2. The allegation that :he Employes failed to pay the required dues and/or initiation fees to the Organization is not sufficient reason to claim that the Employes are in violation of the
Union Shop Agreement.
3. An employe must be charged with an act or the omission
of an act which is violative of the Union Shop Agreement before the
Carrier is obliged to notify such employe in the manner required
by Section 5 (a) of the Union Shop Agreement.
In view of the foregoing the Carrier respectfully submits that a denial
award should be made.
Material included herein has been discussed with the Organization
either
by correspondence or in conference.
(Exhibits not reproduced.)
OPINION OF BOARD:
Mr. P. McLaughlin entered Carrier's service
as a track laborer on September 28, 1953 and worked in this capacity until
March 23, 1955, when he resigned. Mr.
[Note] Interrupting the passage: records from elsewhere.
//! Proxy to the external intake API.
//!
//! Requests are forwarded unchanged as JSON with Basic auth; the downstream status and body
//! are handed back to the caller as they came.

use crate::config::ExternalApiConfig;
use crate::{TestDataError, TestDataResult};
use serde_json::Value;
use std::fmt;
use std::str::FromStr;
use std::time::Duration;
use tdm_types::Environment;

const REQUEST_TIMEOUT: Duration = Duration::from_secs(30);

/// Which intake endpoint to call.
#[derive(Debug, Clone, Copy, PartialEq, Eq)]
pub enum ExternalApiType {
    Initial,
    Cos,
    Edit,
}

impl ExternalApiType {
    pub fn as_str(&self) -> &'static str {
        match self {
            ExternalApiType::Initial => "initial",
            ExternalApiType::Cos => "cos",
            ExternalApiType::Edit => "edit",
        }
    }

    pub fn path(&self) -> &'static str {
        match self {
            ExternalApiType::Initial => "/intake/v1/initial-request",
            ExternalApiType::Cos => "/intake/v1/cos-request",
            ExternalApiType::Edit => "/intake/v1/edit-request",
        }
    }
}

impl fmt::Display for ExternalApiType {
    fn fmt(&self, f: &mut fmt::Formatter<'_>) -> fmt::Result {
        f.write_str(self.as_str())
    }
}

impl FromStr for ExternalApiType {
    type Err = TestDataError;

    fn from_str(s: &str) -> Result<Self, Self::Err> {
        match s.trim().to_ascii_lowercase().as_str() {
            "initial" => Ok(ExternalApiType::Initial),
            "cos" => Ok(ExternalApiType::Cos),
            "edit" => Ok(ExternalApiType::Edit),
            other => Err(TestDataError::InvalidInput(format!(
                "apiType must be one of initial, cos, edit; got '{other}'"
            ))),
        }
    }
}

/// Status and body relayed from the downstream API.
#[derive(Debug, Clone, PartialEq)]
pub struct ExternalResponse {
    pub status: u16,
    /// Parsed JSON, or the raw text as a JSON string when the body is not JSON.
    pub body: Value,
}

impl ExternalResponse {
    /// Wrap a downstream status and raw body text.
    pub fn relay(status: u16, text: String) -> Self {
        let body = serde_json::from_str(&text).unwrap_or(Value::String(text));
        Self { status, body }
    }
}

#[derive(Clone)]
struct Credentials {
    domain: String,
    user_id: String,
    password: String,
}

/// HTTP client for the external intake API. Cheap to clone.
#[derive(Clone)]
pub struct ExternalApiClient {
    http: reqwest::Client,
    credentials: Option<Credentials>,
}

impl fmt::Debug for ExternalApiClient {
    fn fmt(&self, f: &mut fmt::Formatter<'_>) -> fmt::Result {
        f.debug_struct("ExternalApiClient")
            .field(
                "domain",
                &self.credentials.as_ref().map(|c| c.domain.as_str()),
            )
            .finish()
    }
}

impl ExternalApiClient {
    /// Build a client. Missing settings are reported when a call is made, not here.
    pub fn new(cfg: &ExternalApiConfig) -> TestDataResult<Self> {
        let http = reqwest::Client::builder()
            .timeout(REQUEST_TIMEOUT)
            .build()
            .map_err(TestDataError::External)?;

        let credentials = match (&cfg.domain, &cfg.user_id, &cfg.password) {
            (Some(domain), Some(user_id), Some(password)) => Some(Credentials {
                domain: domain.clone(),
                user_id: user_id.clone(),
                password: password.clone(),
            }),
            _ => None,
        };
        Ok(Self { http, credentials })
    }

    pub fn is_configured(&self) -> bool {
        self.credentials.is_some()
    }

    fn credentials(&self) -> TestDataResult<&Credentials> {
        self.credentials
            .as_ref()
            .ok_or(TestDataError::ExternalNotConfigured)
    }

    /// `https://{env}-{domain}{path}` with the environment lower-cased.
    pub fn endpoint(
        &self,
        environment: Environment,
        api_type: ExternalApiType,
    ) -> TestDataResult<String> {
        let creds = self.credentials()?;
        Ok(format!(
            "https://{}-{}{}",
            environment.host_prefix(),
            creds.domain,
            api_type.path()
        ))
    }

    pub fn build_request(
        &self,
        environment: Environment,
        api_type: ExternalApiType,
        body: &Value,
    ) -> TestDataResult<reqwest::Request> {
        let creds = self.credentials()?;
        self.http
            .post(self.endpoint(environment, api_type)?)
            .basic_auth(&creds.user_id, Some(&creds.password))
            .json(body)
            .build()
            .map_err(TestDataError::External)
    }

    /// Send `body` and relay whatever comes back, including non-2xx statuses.
    pub async fn forward(
        &self,
        environment: Environment,
        api_type: ExternalApiType,
        body: &Value,
    ) -> TestDataResult<ExternalResponse> {
        let request = self.build_request(environment, api_type, body)?;
        tracing::info!("-- Forwarding {} request to {}", api_type, request.url());

        let response = self
            .http
            .execute(request)
            .await
            .map_err(TestDataError::External)?;
        let status = response.status().as_u16();
        let text = response.text().await.map_err(TestDataError::External)?;

        Ok(ExternalResponse::relay(status, text))
    }
}

#[cfg(test)]
mod tests {
    use super::*;
    use serde_json::json;

    fn configured() -> ExternalApiClient {
        ExternalApiClient::new(&ExternalApiConfig {
            domain: Some("api.example.test".into()),
            user_id: Some("user".into()),
            password: Some("pass".into()),
        })
        .unwrap()
    }

    #[test]
    fn api_types_map_to_paths() {
        assert_eq!("COS".parse::<ExternalApiType>().unwrap().path(), "/intake/v1/cos-request");
        assert_eq!(ExternalApiType::Edit.path(), "/intake/v1/edit-request");
        assert!("delete".parse::<ExternalApiType>().is_err());
    }

    #[test]
    fn endpoint_uses_lower_case_environment_prefix() {
        let url = configured()
            .endpoint(Environment::Q3, ExternalApiType::Initial)
            .unwrap();
        assert_eq!(url, "https://q3-api.example.test/intake/v1/initial-request");
    }

    #[test]
    fn request_carries_basic_auth_and_json_body() {
        let request = configured()
            .build_request(Environment::Q1, ExternalApiType::Cos, &json!({"id": 7}))
            .unwrap();
        assert_eq!(*request.method(), reqwest::Method::POST);
        assert_eq!(request.headers()["authorization"], "Basic dXNlcjpwYXNz");
        assert_eq!(request.headers()["content-type"], "application/json");
        let body = request.body().and_then(|b| b.as_bytes()).unwrap();
        assert_eq!(serde_json::from_slice::<Value>(body).unwrap(), json!({"id": 7}));
    }

    #[test]
    fn json_bodies_are_parsed() {
        let relayed = ExternalResponse::relay(201, r#"{"intakeId": 42, "ok": true}"#.into());
        assert_eq!(relayed.status, 201);
        assert_eq!(relayed.body, json!({"intakeId": 42, "ok": true}));
    }

    #[test]
    fn non_json_bodies_become_strings_and_keep_their_status() {
        let relayed = ExternalResponse::relay(404, "Not Found".into());
        assert_eq!(relayed.status, 404);
        assert_eq!(relayed.body, Value::String("Not Found".into()));

        let empty = ExternalResponse::relay(204, String::new());
        assert_eq!(empty.status, 204);
        assert_eq!(empty.body, Value::String(String::new()));
    }

    #[tokio::test]
    async fn missing_settings_are_reported_at_call_time() {
        let client = ExternalApiClient::new(&ExternalApiConfig {
            domain: Some("api.example.test".into()),
            user_id: None,
            password: Some("pass".into()),
        })
        .unwrap();
        assert!(!client.is_configured());

        let err = client
            .forward(Environment::Q1, ExternalApiType::Initial, &json!({}))
            .await
            .unwrap_err();
        assert!(matches!(err, TestDataError::ExternalNotConfigured));
        assert_eq!(err.to_string(), "External API is not configured");
    }
}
W. Zbronski entered Carrier's employ on December 16, 1954 as a track laborer and worked in such capacity
until March 7, 1956 when he went on leave of absence due to a serious injury
he suffered on that date.
Under date of March 8, 1955 the Organization notified the Carrier as
follows:
"You are hereby advised that P. McLaughlin, Account No.
65493, employed as track labor in So. Chicago has failed to comply with the terms of the Union Shop Agreement of February 5,
1953, for the reason that he has failed to pay the required dues.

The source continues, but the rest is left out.